Task item:
Your answer should reproduce the full set of records exactly as given.

───

use axum::extract::FromRef;

use super::router::SessionRouter;
use super::ServerConfig;

#[derive(Clone)]
pub struct ServerState {
    pub config: ServerConfig,
    pub router: SessionRouter,
}

impl FromRef<ServerState> for SessionRouter {
    fn from_ref(input: &ServerState) -> Self {
        input.router.clone()
    }
}

impl FromRef<ServerState> for ServerConfig {
    fn from_ref(input: &ServerState) -> Self {
        input.config.clone()
    }
}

───

Output of the task:
use axum::extract::FromRef;

use super::router::SessionRouter;
use super::ServerConfig;

#[derive(Clone)]
pub struct ServerState {
    pub config: ServerConfig,
    pub router: SessionRouter,
}

impl FromRef<ServerState> for SessionRouter {
    fn from_ref(input: &ServerState) -> Self {
        input.router.clone()
    }
}

impl FromRef<ServerState> for ServerConfig {
    fn from_ref(input: &ServerState) -> Self {
        input.config.clone()
    }
}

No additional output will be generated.